//! `uses` expansion (spec §4.3.2): locate the named grouping by walking
//! lexical ancestors, duplicate its subtree as siblings of the `uses`
//! directive, apply `refine`s, then apply the `uses`' own owned
//! augments against the duplicate.

use yangl_support::{Diag, Status, ValidationCode};

use crate::schema::{Context, ModuleId, NodeId, Refine, SchemaNodeKind, Subject};
use crate::unres_schema::UnresSchemaItem;

use super::{duplicate_subtree, find_by_simple_path, remove_from_parent, resolve_prefixed};

/// # Errors
/// Returns [`Diag::Validation`] if a `refine` or owned `augment`
/// target cannot be found inside the expanded subtree; `Ok(false)`
/// when the grouping itself is not resolvable yet.
pub fn try_resolve(ctx: &mut Context, item: &UnresSchemaItem) -> Result<bool, Diag> {
  let Subject::Node(uses_id) = item.subject else {
    return Err(Diag::Internal("Uses item must target a node".into()));
  };

  let Some((grouping_module, grouping_name)) = resolve_prefixed(ctx, item.owner_module, &item.argument) else {
    return Ok(false);
  };
  let Some(grouping_id) = find_grouping(ctx, uses_id, grouping_module, grouping_name) else {
    return Ok(false);
  };
  if !Status::may_reference(ctx.node(uses_id).flags.status, ctx.node(grouping_id).flags.status) {
    return Err(Diag::validation(
      ValidationCode::NoResolv,
      format!("uses of grouping \"{grouping_name}\" references a less stable status"),
    ));
  }

  let uses_parent = ctx.node(uses_id).parent;
  let uses_module = ctx.node(uses_id).module;

  let src_children = ctx.node(grouping_id).children.clone();
  let mut copied = Vec::with_capacity(src_children.len());
  for child in src_children {
    copied.push(duplicate_subtree(ctx, child, uses_module, uses_parent));
  }

  remove_from_parent(ctx, uses_id);

  let refines = match &ctx.node(uses_id).kind {
    SchemaNodeKind::Uses { refines, .. } => refines.clone(),
    _ => return Err(Diag::Internal("Uses item's subject is not a uses node".into())),
  };
  for refine in &refines {
    apply_refine(ctx, &copied, refine)?;
  }

  let augments: Vec<NodeId> = match &ctx.node(uses_id).kind {
    SchemaNodeKind::Uses { augments, .. } => augments.clone(),
    _ => unreachable!(),
  };
  for augment_id in augments {
    crate::resolver::augment::apply_to_subtree(ctx, augment_id, &copied)?;
  }

  if let SchemaNodeKind::Uses { grouping, .. } = &mut ctx.node_mut(uses_id).kind {
    *grouping = Some(grouping_id);
  }

  Ok(true)
}

/// Walks ancestors of `uses_id` outward to the module top level looking
/// for a directly-owned `Grouping` child named `name` in `module` —
/// groupings are found by lexical scope, not schema-nodeid walking.
fn find_grouping(ctx: &Context, uses_id: NodeId, module: ModuleId, name: &str) -> Option<NodeId> {
  let mut scope = ctx.node(uses_id).parent;
  loop {
    let candidates: Vec<NodeId> = match scope {
      Some(parent) => ctx.node(parent).children.clone(),
      None => ctx.module(ctx.node(uses_id).module).data.clone(),
    };

    let hit = candidates.into_iter().find(|&id| {
      let node = ctx.node(id);
      matches!(node.kind, SchemaNodeKind::Grouping) && node.module == module && node.name.as_ref() == name
    });
    if hit.is_some() {
      return hit;
    }

    match scope {
      Some(parent) => scope = ctx.node(parent).parent,
      None => return None,
    }
  }
}

fn apply_refine(ctx: &mut Context, roots: &[NodeId], refine: &Refine) -> Result<(), Diag> {
  let Some(target) = find_by_simple_path(ctx, roots, &refine.target_name) else {
    return Err(Diag::validation(
      ValidationCode::NoResolv,
      format!("refine target \"{}\" not found in the expanded grouping", refine.target_name),
    ));
  };

  if let Some(config) = refine.config {
    ctx.node_mut(target).flags.config = config;
    ctx.node_mut(target).flags.config_set = true;
  }
  if let Some(mandatory) = refine.mandatory {
    ctx.node_mut(target).flags.mandatory = mandatory;
  }

  match &mut ctx.node_mut(target).kind {
    SchemaNodeKind::Container { presence } => {
      if let Some(p) = &refine.presence {
        *presence = Some(p.clone());
      }
    }
    SchemaNodeKind::Leaf { default, .. } => {
      if let Some(d) = &refine.default {
        *default = Some(d.clone());
      }
    }
    SchemaNodeKind::List { min_elements, max_elements, .. } | SchemaNodeKind::LeafList { min_elements, max_elements, .. } => {
      if let Some(min) = refine.min_elements {
        *min_elements = min;
      }
      if let Some(max) = refine.max_elements {
        *max_elements = Some(max);
      }
    }
    _ => {}
  }

  Ok(())
}

#[cfg(test)]
mod tests {
  use super::*;
  use crate::schema::{Module, NodeFlags, Type, TypeKind};
  use crate::unres_schema::UnresKind;

  #[test]
  fn expands_grouping_children_as_siblings_and_drops_the_uses_node() {
    let mut ctx = Context::new(None).unwrap();
    let m = ctx.new_module(Module::new("t".into(), "urn:t", "t".into()));

    let grouping = ctx.alloc_node(m, None, "g".into(), SchemaNodeKind::Grouping, NodeFlags::default());
    let leaf_in_grouping = ctx.alloc_node(
      m,
      Some(grouping),
      "x".into(),
      SchemaNodeKind::Leaf {
        ty: Type::builtin(TypeKind::String { length: None, patterns: Vec::new() }),
        default: None,
      },
      NodeFlags::default(),
    );

    let uses = ctx.alloc_node(
      m,
      None,
      "u".into(),
      SchemaNodeKind::Uses {
        grouping_name: "g".to_string(),
        grouping: None,
        refines: Vec::new(),
        augments: Vec::new(),
      },
      NodeFlags::default(),
    );

    let item = UnresSchemaItem {
      kind: UnresKind::Uses,
      owner_module: m,
      subject: Subject::Node(uses),
      argument: "g".to_string(),
    };

    assert!(try_resolve(&mut ctx, &item).unwrap());

    assert!(!ctx.module(m).data.contains(&uses));
    assert_eq!(ctx.module(m).data.len(), 2);
    let copied_leaf = ctx
      .module(m)
      .data
      .iter()
      .copied()
      .find(|&id| id != grouping)
      .expect("expanded leaf present");
    assert_eq!(ctx.node(copied_leaf).name.as_ref(), "x");
    assert_ne!(copied_leaf, leaf_in_grouping);

    assert_eq!(ctx.node(grouping).children, vec![leaf_in_grouping]);
  }
}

______________________________

• [Task prompt]:
Within the material, find all lines that hold the word "data" and show them.

• [Answer area]:
      None => ctx.module(ctx.node(uses_id).module).data.clone(),
    assert!(!ctx.module(m).data.contains(&uses));
    assert_eq!(ctx.module(m).data.len(), 2);
      .data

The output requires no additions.